The methods described will be used in the second part
of the tutorial.
Tutorial B:
Detecting recombination in DNA sequence alignments
The recent advent of multiple-resistant pathogens
has led to an increased interest in recombination
as an important, and previously underestimated, source of genetic
diversification in bacteria and viruses. In the second part of
the tutorial, I will describe a statistical method for detecting recombination in multiple DNA sequence alignments.
This approach is based on the combination of two probabilistic graphical models: (1) a taxon graph (phylogenetic tree) representing the relationship between the taxa, and (2) a site graph
(hidden Markov model) representing interactions between different
sites in the DNA sequence alignment.
I will compare three different parameter estimation techniques,
and will discuss the results obtained on various
synthetic and real-world DNA sequence alignments.
Lecture:
Interpreting microarray data and modelling genetic
regulatory interactions with Bayesian networks
Molecular pathways consisting of interacting proteins underlie the major functions of living cells. A central goal of molecular biology is therefore to understand the regulatory mechanism that governs protein synthesis and activity.
While traditional methods in molecular biology could only report the expression
levels of single genes, microarrays measure the abundance of thousands of mRNA targets simultaneously. This provides new rich data for understanding gene expression and regulation.

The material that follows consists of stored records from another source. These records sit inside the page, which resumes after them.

//! Nearest-line queries over closed loops.
//!
//! Backs perimeter classification (embedding depth, overhang distance),
//! overhang arc projection and the final projection of a seam onto the
//! extrusion loop. Signed distance is negative inside the filled region;
//! the sign comes from the edge normal, or from an averaged pseudonormal
//! when the nearest feature is a shared vertex.

use glam::DVec2;
use rstar::primitives::{GeomWithData, Line};
use rstar::RTree;

use crate::geometry::{distance_to_segment_squared, edge_normal};

type IndexedLine = GeomWithData<Line<[f64; 2]>, usize>;

const VERTEX_SNAP_EPSILON: f64 = 1e-9;

/// R-tree of the edges of one or more closed loops.
pub struct LineDistancer {
  tree: RTree<IndexedLine>,
  lines: Vec<(DVec2, DVec2)>,
  edge_normals: Vec<DVec2>,
  start_normals: Vec<DVec2>,
  end_normals: Vec<DVec2>,
}

impl LineDistancer {
  /// Build from closed loops (first point not repeated). Contours are
  /// expected counterclockwise and holes clockwise, so edge normals point
  /// out of the filled region.
  pub fn new(loops: &[Vec<DVec2>]) -> Self {
    let mut lines = Vec::new();
    let mut edge_normals = Vec::new();
    let mut start_normals = Vec::new();
    let mut end_normals = Vec::new();

    for loop_points in loops {
      if loop_points.len() < 2 {
        continue;
      }
      let count = loop_points.len();
      let loop_edge_normals: Vec<DVec2> = (0..count)
        .map(|index| {
          let a = loop_points[index];
          let b = loop_points[(index + 1) % count];
          edge_normal(b - a)
        })
        .collect();
      for index in 0..count {
        let previous = if index == 0 { count - 1 } else { index - 1 };
        let next = (index + 1) % count;
        lines.push((loop_points[index], loop_points[next]));
        edge_normals.push(loop_edge_normals[index]);
        start_normals
          .push((loop_edge_normals[previous] + loop_edge_normals[index]).normalize_or_zero());
        end_normals.push((loop_edge_normals[index] + loop_edge_normals[next]).normalize_or_zero());
      }
    }

    let elements: Vec<IndexedLine> = lines
      .iter()
      .enumerate()
      .map(|(index, (a, b))| {
        GeomWithData::new(Line::new([a.x, a.y], [b.x, b.y]), index)
      })
      .collect();

    Self {
      tree: RTree::bulk_load(elements),
      lines,
      edge_normals,
      start_normals,
      end_normals,
    }
  }

  pub fn is_empty(&self) -> bool {
    self.lines.is_empty()
  }

  pub fn line_count(&self) -> usize {
    self.lines.len()
  }

  pub fn line(&self, index: usize) -> (DVec2, DVec2) {
    self.lines[index]
  }

  /// Nearest line index, the foot point on it and the unsigned distance.
  pub fn nearest(&self, point: DVec2) -> Option<(usize, DVec2, f64)> {
    let nearest = self.tree.nearest_neighbor(&[point.x, point.y])?;
    let index = nearest.data;
    let (a, b) = self.lines[index];
    let (foot, distance_squared) = distance_to_segment_squared(a, b, point);
    Some((index, foot, distance_squared.sqrt()))
  }

  /// Unsigned distance to the closest line; infinity when there are none.
  pub fn distance(&self, point: DVec2) -> f64 {
    self
      .nearest(point)
      .map(|(_, _, distance)| distance)
      .unwrap_or(f64::INFINITY)
  }

  /// Signed distance: positive outside the filled region, negative inside.
  pub fn signed_distance(&self, point: DVec2) -> f64 {
    let Some((index, foot, distance)) = self.nearest(point) else {
      return f64::INFINITY;
    };
    let (a, b) = self.lines[index];
    let normal = if (foot - a).length_squared() < VERTEX_SNAP_EPSILON {
      self.start_normals[index]
    } else if (foot - b).length_squared() < VERTEX_SNAP_EPSILON {
      self.end_normals[index]
    } else {
      self.edge_normals[index]
    };
    if (point - foot).dot(normal) >= 0.0 {
      distance
    } else {
      -distance
    }
  }
}

#[cfg(test)]
#[path = "distancer_test.rs"]
mod distancer_test;
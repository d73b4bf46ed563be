//! Shared fixtures for unit tests.

use glam::{DMat4, DVec2, Vec3};

use crate::mesh::TriangleSet;
use crate::params::SeamPosition;
use crate::perimeter::{AngleType, Perimeter, PointClassification, PointType};
use crate::types::{
  ExPolygon, ExternalPerimeter, Island, ModelVolume, SlicedLayer, SlicedObject, VolumeKind,
};

pub const EPSILON: f64 = 1e-6;

/// Counterclockwise square loop with corners at `(0, 0)` and
/// `(side, side)`.
pub fn square_loop(side: f64) -> Vec<DVec2> {
  vec![
    DVec2::new(0.0, 0.0),
    DVec2::new(side, 0.0),
    DVec2::new(side, side),
    DVec2::new(0.0, side),
  ]
}

/// A plain square perimeter: all points common, all corners concave.
pub fn square_perimeter(side: f64) -> Perimeter {
  let positions = square_loop(side);
  let count = positions.len();
  Perimeter::new(
    1.0,
    0,
    false,
    positions,
    vec![-std::f64::consts::FRAC_PI_2; count],
    vec![PointType::Common; count],
    vec![PointClassification::Common; count],
    vec![AngleType::Concave; count],
  )
}

/// The five-point unit square used by the chooser tests: four concave
/// corners plus a smooth midpoint on the left edge.
pub fn notched_square_perimeter() -> Perimeter {
  let positions = vec![
    DVec2::new(0.0, 0.0),
    DVec2::new(1.0, 0.0),
    DVec2::new(1.0, 1.0),
    DVec2::new(0.0, 1.0),
    DVec2::new(0.0, 0.5),
  ];
  let mut angles = vec![-std::f64::consts::FRAC_PI_2; positions.len()];
  angles[4] = 0.0;
  let mut angle_types = vec![AngleType::Concave; positions.len()];
  angle_types[4] = AngleType::Smooth;

  Perimeter::new(
    1.0,
    0,
    false,
    positions,
    angles,
    vec![PointType::Common; 5],
    vec![PointClassification::Common; 5],
    angle_types,
  )
}

/// Axis-aligned closed box mesh with outward-facing triangles.
pub fn box_mesh(min: Vec3, max: Vec3) -> TriangleSet {
  let positions = vec![
    Vec3::new(min.x, min.y, min.z),
    Vec3::new(max.x, min.y, min.z),
    Vec3::new(max.x, max.y, min.z),
    Vec3::new(min.x, max.y, min.z),
    Vec3::new(min.x, min.y, max.z),
    Vec3::new(max.x, min.y, max.z),
    Vec3::new(max.x, max.y, max.z),
    Vec3::new(min.x, max.y, max.z),
  ];
  let indices = vec![
    // bottom (-z)
    [0, 2, 1],
    [0, 3, 2],
    // top (+z)
    [4, 5, 6],
    [4, 6, 7],
    // front (-y)
    [0, 1, 5],
    [0, 5, 4],
    // right (+x)
    [1, 2, 6],
    [1, 6, 5],
    // back (+y)
    [2, 3, 7],
    [2, 7, 6],
    // left (-x)
    [3, 0, 4],
    [3, 4, 7],
  ];
  TriangleSet::new(positions, indices)
}

/// A sliced object: a stack of square layers around one cube volume, no
/// painting.
pub fn square_object(side: f64, layer_count: usize, strategy: SeamPosition) -> SlicedObject {
  let layer_height = 0.2;
  let layers = (0..layer_count)
    .map(|index| {
      let polygon = square_loop(side);
      SlicedLayer {
        slice_z: (index + 1) as f64 * layer_height,
        height: layer_height,
        perimeter_count: 1,
        islands: vec![Island {
          boundary: ExPolygon {
            contour: polygon.clone(),
            holes: Vec::new(),
          },
          external_perimeters: vec![ExternalPerimeter {
            polygon,
            width: 0.4,
            overhangs: Vec::new(),
          }],
        }],
      }
    })
    .collect();

  SlicedObject {
    transform: DMat4::IDENTITY,
    volumes: vec![ModelVolume {
      kind: VolumeKind::ModelPart,
      mesh: box_mesh(
        Vec3::ZERO,
        Vec3::new(side as f32, side as f32, layer_count as f32 * layer_height as f32),
      ),
      transform: DMat4::IDENTITY,
      seam_enforcers: TriangleSet::default(),
      seam_blockers: TriangleSet::default(),
    }],
    layers,
    strategy,
  }
}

In my talk I will start with a concise yet self-contained introduction to
probabilistic modelling with Bayesian networks. I will then show how
these models can be applied to the analysis of microarray experiments
to infer gene regulatory interactions: Groups of genes, which by
correlation analysis alone are simply clustered together, can be organized in clear
functional subnetworks. These subnetworks provide a much richer context for
regulatory and functional analysis and assist us in understanding the roles of genes and in assigning them putative novel functions.
Last update: 24 July 2002.